What is being asked: Each line in the records that mentions the word "pick" needs to be listed.

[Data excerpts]
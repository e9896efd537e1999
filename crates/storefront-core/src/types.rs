//! # Domain Types
//!
//! Core domain types used throughout the storefront.
//!
//! ## Type Hierarchy
//! ```text
//! ┌─────────────────────────────────────────────────────────────────────────┐
//! │                         Domain Types                                    │
//! │                                                                         │
//! │  ┌─────────────────┐   ┌─────────────────────┐   ┌─────────────────┐    │
//! │  │    Product      │   │    CartLineItem     │   │    LineKey      │    │
//! │  │  ─────────────  │   │  ─────────────────  │   │  ─────────────  │    │
//! │  │  id             │──►│  product (snapshot) │──►│  product_id     │    │
//! │  │  name           │   │  quantity  (≥ 1)    │   │  size           │    │
//! │  │  price_cents    │   │  selected_size      │   │  color          │    │
//! │  │  sizes, colors  │   │  selected_color     │   └─────────────────┘    │
//! │  └─────────────────┘   └─────────────────────┘                          │
//! │                                                                         │
//! │  ┌─────────────────┐                                                    │
//! │  │    TaxRate      │   800 bps = 8%                                     │
//! │  └─────────────────┘                                                    │
//! └─────────────────────────────────────────────────────────────────────────┘
//! ```
//!
//! ## Snapshot Pattern
//! A line item carries a full copy of the product it was created from, so the
//! cart renders consistently even if the catalog later swaps in new data.

use serde::{Deserialize, Serialize};
use ts_rs::TS;

use crate::money::Money;

/// Size chosen when a product lists no sizes.
pub const DEFAULT_SIZE: &str = "M";

/// Neutral color chosen when a product lists no colors.
pub const DEFAULT_COLOR: &str = "#000000";

// =============================================================================
// Tax Rate
// =============================================================================

/// Tax rate represented in basis points (bps).
///
/// ## Why Basis Points?
/// 1 basis point = 0.01% = 1/10000
/// 800 bps = 8% (the storefront's flat sales tax)
#[derive(Debug, Clone, Copy, PartialEq, Eq, Serialize, Deserialize, TS)]
#[ts(export)]
pub struct TaxRate(u32);

impl TaxRate {
    /// Creates a tax rate from basis points.
    #[inline]
    pub const fn from_bps(bps: u32) -> Self {
        TaxRate(bps)
    }

    /// Returns the rate in basis points.
    #[inline]
    pub const fn bps(&self) -> u32 {
        self.0
    }

}

// =============================================================================
// Product
// =============================================================================

/// A catalog entry.
///
/// Products are immutable once loaded into a [`Catalog`](crate::catalog::Catalog).
#[derive(Debug, Clone, PartialEq, Serialize, Deserialize, TS)]
#[serde(rename_all = "camelCase")]
#[ts(export)]
pub struct Product {
    /// Identifier, unique within the catalog.
    pub id: String,

    /// Display name.
    pub name: String,

    /// Unit price in cents.
    pub price_cents: i64,

    /// Pre-discount price in cents, when the product is marked down.
    #[serde(default)]
    pub original_price_cents: Option<i64>,

    /// Image reference (URL or asset key).
    #[serde(default)]
    pub image: String,

    /// Average rating, 0 to 5.
    #[serde(default)]
    pub rating: f32,

    /// Number of reviews behind `rating`.
    #[serde(default)]
    pub reviews: u32,

    /// Category label (e.g. "tshirts").
    pub category: String,

    /// Available color tokens, in display order.
    #[serde(default)]
    pub colors: Vec<String>,

    /// Available size tokens, in display order.
    #[serde(default)]
    pub sizes: Vec<String>,

    #[serde(default)]
    pub is_new: bool,

    #[serde(default)]
    pub is_sale: bool,
}

impl Product {
    /// Returns the unit price as a Money type.
    #[inline]
    pub fn price(&self) -> Money {
        Money::from_cents(self.price_cents)
    }

    /// Returns the pre-discount price, if any.
    #[inline]
    pub fn original_price(&self) -> Option<Money> {
        self.original_price_cents.map(Money::from_cents)
    }

    /// Percentage off the original price, rounded to the nearest whole percent.
    ///
    /// Returns 0 when there is no original price (or it is not positive).
    ///
    /// ## Example
    /// ```text
    /// original $29.99, price $24.99 → (500 / 2999) × 100 = 16.67 → 17
    /// ```
    pub fn discount_percent(&self) -> u32 {
        match self.original_price().map(|m| m.cents()) {
            Some(original) if original > 0 => {
                let off = original.saturating_sub(self.price_cents);
                if off <= 0 {
                    return 0;
                }
                // round(off / original × 100) in integers, half up
                let (off, original) = (off as i128, original as i128);
                ((off * 200 + original) / (original * 2)) as u32
            }
            _ => 0,
        }
    }

    /// Whether a "% OFF" badge should be shown.
    pub fn shows_sale_badge(&self) -> bool {
        self.is_sale && self.discount_percent() > 0
    }

    /// Size used when the caller does not pick one.
    pub fn default_size(&self) -> &str {
        self.sizes.first().map(String::as_str).unwrap_or(DEFAULT_SIZE)
    }

    /// Color used when the caller does not pick one.
    pub fn default_color(&self) -> &str {
        self.colors.first().map(String::as_str).unwrap_or(DEFAULT_COLOR)
    }

    /// Resolves a requested size against the product's own sizes.
    ///
    /// A size the product does not list falls back to [`Product::default_size`],
    /// so a line item never carries an option the product does not offer.
    pub fn resolve_size(&self, requested: Option<&str>) -> String {
        match requested {
            Some(size) if self.sizes.iter().any(|s| s == size) => size.to_string(),
            _ => self.default_size().to_string(),
        }
    }

    /// Resolves a requested color against the product's own colors.
    pub fn resolve_color(&self, requested: Option<&str>) -> String {
        match requested {
            Some(color) if self.colors.iter().any(|c| c == color) => color.to_string(),
            _ => self.default_color().to_string(),
        }
    }
}

// =============================================================================
// Cart Line Item
// =============================================================================

/// Identity of a line item: two entries with the same key are merged.
#[derive(Debug, Clone, PartialEq, Eq, Hash, Serialize, Deserialize, TS)]
#[serde(rename_all = "camelCase")]
#[ts(export)]
pub struct LineKey {
    pub product_id: String,
    pub size: String,
    pub color: String,
}

impl LineKey {
    pub fn new(
        product_id: impl Into<String>,
        size: impl Into<String>,
        color: impl Into<String>,
    ) -> Self {
        LineKey {
            product_id: product_id.into(),
            size: size.into(),
            color: color.into(),
        }
    }
}

/// A product in the cart with a chosen size, color and quantity.
///
/// ## Design Notes
/// - `product`: frozen copy of the catalog entry at the time of adding.
///   Flattened on the wire so the UI sees `{ id, name, priceCents, ...,
///   quantity, selectedSize, selectedColor }`.
/// - `quantity` is always ≥ 1 while the item is in a cart.
#[derive(Debug, Clone, PartialEq, Serialize, Deserialize, TS)]
#[serde(rename_all = "camelCase")]
#[ts(export)]
pub struct CartLineItem {
    #[serde(flatten)]
    pub product: Product,

    pub quantity: i64,

    pub selected_size: String,

    pub selected_color: String,
}

impl CartLineItem {
    /// Creates a line item, snapshotting the product.
    pub fn from_product(
        product: &Product,
        quantity: i64,
        size: impl Into<String>,
        color: impl Into<String>,
    ) -> Self {
        CartLineItem {
            product: product.clone(),
            quantity,
            selected_size: size.into(),
            selected_color: color.into(),
        }
    }

    /// Product identifier of this line.
    #[inline]
    pub fn product_id(&self) -> &str {
        &self.product.id
    }

    /// Unit price captured at the time of adding.
    #[inline]
    pub fn unit_price(&self) -> Money {
        self.product.price()
    }

    /// Line total (unit price × quantity).
    #[inline]
    pub fn line_total(&self) -> Money {
        self.unit_price().multiply_quantity(self.quantity)
    }

    /// The merge identity of this line.
    pub fn key(&self) -> LineKey {
        LineKey::new(
            self.product.id.clone(),
            self.selected_size.clone(),
            self.selected_color.clone(),
        )
    }

    /// Checks the line against a key without allocating.
    pub fn matches(&self, key: &LineKey) -> bool {
        self.product.id == key.product_id
            && self.selected_size == key.size
            && self.selected_color == key.color
    }
}

// =============================================================================
// Unit Tests
// =============================================================================

#[cfg(test)]
mod tests {
    use super::*;

    fn tee() -> Product {
        Product {
            id: "1".to_string(),
            name: "Organic Cotton Basic Tee".to_string(),
            price_cents: 2499,
            original_price_cents: Some(2999),
            image: String::new(),
            rating: 4.5,
            reviews: 128,
            category: "tshirts".to_string(),
            colors: vec!["#000000".to_string(), "#FFFFFF".to_string()],
            sizes: vec!["XS".to_string(), "S".to_string(), "M".to_string()],
            is_new: true,
            is_sale: true,
        }
    }

    #[test]
    fn test_tax_rate_from_bps() {
        let rate = TaxRate::from_bps(800);
        assert_eq!(rate.bps(), 800);
    }

    #[test]
    fn test_discount_percent() {
        // 500 / 2999 = 16.67% → 17
        assert_eq!(tee().discount_percent(), 17);

        let mut jeans = tee();
        jeans.price_cents = 6899;
        jeans.original_price_cents = Some(7999);
        // 1100 / 7999 = 13.75% → 14
        assert_eq!(jeans.discount_percent(), 14);

        let mut full_price = tee();
        full_price.original_price_cents = None;
        assert_eq!(full_price.discount_percent(), 0);
        assert!(!full_price.shows_sale_badge());
    }

    #[test]
    fn test_sale_badge_requires_flag() {
        let mut product = tee();
        assert!(product.shows_sale_badge());

        product.is_sale = false;
        assert!(!product.shows_sale_badge());
    }

    #[test]
    fn test_option_defaults() {
        let product = tee();
        assert_eq!(product.default_size(), "XS");
        assert_eq!(product.default_color(), "#000000");

        let mut bare = tee();
        bare.sizes.clear();
        bare.colors.clear();
        assert_eq!(bare.default_size(), DEFAULT_SIZE);
        assert_eq!(bare.default_color(), DEFAULT_COLOR);
    }

    #[test]
    fn test_resolve_rejects_unlisted_options() {
        let product = tee();
        assert_eq!(product.resolve_size(Some("M")), "M");
        assert_eq!(product.resolve_size(Some("XXL")), "XS");
        assert_eq!(product.resolve_size(None), "XS");
        assert_eq!(product.resolve_color(Some("#FFFFFF")), "#FFFFFF");
        assert_eq!(product.resolve_color(Some("#123456")), "#000000");
    }

    #[test]
    fn test_line_total_and_key() {
        let item = CartLineItem::from_product(&tee(), 3, "S", "#FFFFFF");
        assert_eq!(item.line_total().cents(), 7497);
        assert_eq!(item.key(), LineKey::new("1", "S", "#FFFFFF"));
        assert!(item.matches(&LineKey::new("1", "S", "#FFFFFF")));
        assert!(!item.matches(&LineKey::new("1", "M", "#FFFFFF")));
    }

    #[test]
    fn test_line_item_serializes_flat() {
        let item = CartLineItem::from_product(&tee(), 2, "S", "#000000");
        let json = serde_json::to_value(&item).unwrap();
        assert_eq!(json["id"], "1");
        assert_eq!(json["priceCents"], 2499);
        assert_eq!(json["quantity"], 2);
        assert_eq!(json["selectedSize"], "S");
        assert_eq!(json["selectedColor"], "#000000");
    }

    #[test]
    fn test_product_deserializes_with_defaults() {
        let json = r#"{"id":"9","name":"Scarf","priceCents":1500,"category":"accessories"}"#;
        let product: Product = serde_json::from_str(json).unwrap();
        assert!(product.sizes.is_empty());
        assert!(!product.is_new);
        assert_eq!(product.original_price(), None);
        assert_eq!(product.default_size(), "M");
    }
}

Answer section:
    /// Size used when the caller does not pick one.
    /// Color used when the caller does not pick one.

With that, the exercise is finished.